While orientation was in process I made up my mind that I could and would do my job and not blame those people for past incarcerations. Once I made up my mind the stress and tensions began to lessen. Dealing with the convicts was not hard because we identified with each other, plus all I had to do was to be honest. I’m not saying the job was easy. I’m saying that it was easier as long as I dealt with honesty I was on safe ground. I worked at Green Haven for over two years.
During 1966 Dr. Ramnariz became the first commissioner for drug abuse in New York City. He summoned all the top ex-addicts and professionals in the field and set up a training center to train other people to come into the field plus to create a new program that would compliment all existing programs in New York City. I was summoned with all the great and near great and I was truly proud to be one of the chosen few.
He created five levels of training, number five being the highest. I became a number five. I was sent to East Harlem to run family groups with relatives of addicts. The group’s basic function was to educate the family, business people and the total community to the problem and the possible solution.
Harlem was Black and diverse and nobody wanted to go and deal with the magnitude of the problem. Dr. Ramariz said that the Black Moses (me) should be the one. I hated the title of Black Moses for many reasons but why I really hated the title was because deep down inside I really liked the image of marching on the black waters of Harlem and saving my people.

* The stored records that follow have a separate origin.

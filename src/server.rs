//! HTTP surface of the relay
//!
//! One method-agnostic route at `/`. Everything else is a 404.

use actix_web::http::header::{self, ContentType, HeaderValue};
use actix_web::{web, HttpRequest, HttpResponse};
use chrono::Utc;
use serde::Serialize;
use serde_json::ser::{PrettyFormatter, Serializer};
use tracing::{debug, error};

use crate::cache::{Outcome, RefreshCache};
use crate::data::FeedError;

/// Body of every response to an unknown path
pub const NOT_FOUND_BODY: &str = "NOT FOUND";

/// Indent used for response bodies
const BODY_INDENT: &[u8] = b"   ";

/// Answers a request with the cached FeatureCollection
///
/// Registered as the app's default service so that it sees every method and
/// path. A fresh cache answers at once; a stale one is refreshed and the
/// request waits for the new collection.
pub async fn relay(req: HttpRequest, cache: web::Data<RefreshCache>) -> HttpResponse {
    if req.path() != "/" {
        debug!(method = %req.method(), path = req.path(), "unknown route");
        return HttpResponse::NotFound()
            .content_type(ContentType::plaintext())
            .body(NOT_FOUND_BODY);
    }

    let allow_origin = allow_origin(&req);

    let value = match cache.handle_request(Utc::now().timestamp_millis()) {
        Outcome::Cached(value) => value,
        Outcome::Refreshing(task) => match task.wait().await {
            Ok(collection) => Some(collection),
            Err(err) => return upstream_error(&err, allow_origin),
        },
    };

    match render_pretty(&value.as_deref()) {
        Ok(body) => HttpResponse::Ok()
            .insert_header((header::ACCESS_CONTROL_ALLOW_ORIGIN, allow_origin))
            .content_type(ContentType::json())
            .body(body),
        Err(err) => {
            error!(error = %err, "failed to serialize station feed");
            HttpResponse::InternalServerError()
                .insert_header((header::ACCESS_CONTROL_ALLOW_ORIGIN, allow_origin))
                .content_type(ContentType::plaintext())
                .body("could not serialize station feed")
        }
    }
}

/// Echoes the request's `Origin`, or `*` when there is none
fn allow_origin(req: &HttpRequest) -> HeaderValue {
    req.headers()
        .get(header::ORIGIN)
        .cloned()
        .unwrap_or_else(|| HeaderValue::from_static("*"))
}

/// 504 when the upstream timed out, 502 for every other fetch failure
fn upstream_error(err: &FeedError, allow_origin: HeaderValue) -> HttpResponse {
    let mut response = if err.is_timeout() {
        HttpResponse::GatewayTimeout()
    } else {
        HttpResponse::BadGateway()
    };

    response
        .insert_header((header::ACCESS_CONTROL_ALLOW_ORIGIN, allow_origin))
        .content_type(ContentType::plaintext())
        .body(format!("could not fetch station feed: {}", err))
}

/// Serializes `value` as JSON indented with three spaces
pub fn render_pretty<T: Serialize + ?Sized>(value: &T) -> Result<Vec<u8>, serde_json::Error> {
    let mut body = Vec::new();
    let mut serializer = Serializer::with_formatter(&mut body, PrettyFormatter::with_indent(BODY_INDENT));
    value.serialize(&mut serializer)?;
    Ok(body)
}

So I decided to take my restaurant money ($50,000) and set up Reality House. It was a painful decision to make as giving up $50,000 was not easy to do, but I did it. To be a God is very expensive! For the first time in my life I was bound by all kinds of people. People who I considered beyond my reach trusted me, loved me, and thought I was a beautiful person. People from every walk of life embraced me and thought me worthy of their friendship. $50,000 was a small price to pay for such glory!
I began to use my organizational skills to surround myself with the very rich and powerful. The very best of the paraprofessionals. The cream of the professionals.
Then we opened up our doors on 145th Street and St. Nichols Avenue. The weight of my creation was heavy. People’s image of me and their needs was becoming a burden and I was beginning to feel like a phony. I still did not feel deserving of love and position. In my secret heart I felt that I really needed the people more than they needed me. I began to feel that I was manipulating people’s sickness for my own self -aggrandizement. My power and position was built on sickness. I was maintaining several relationships at the same time and secretly taking a few drinks to shape up the hollowness that was within me.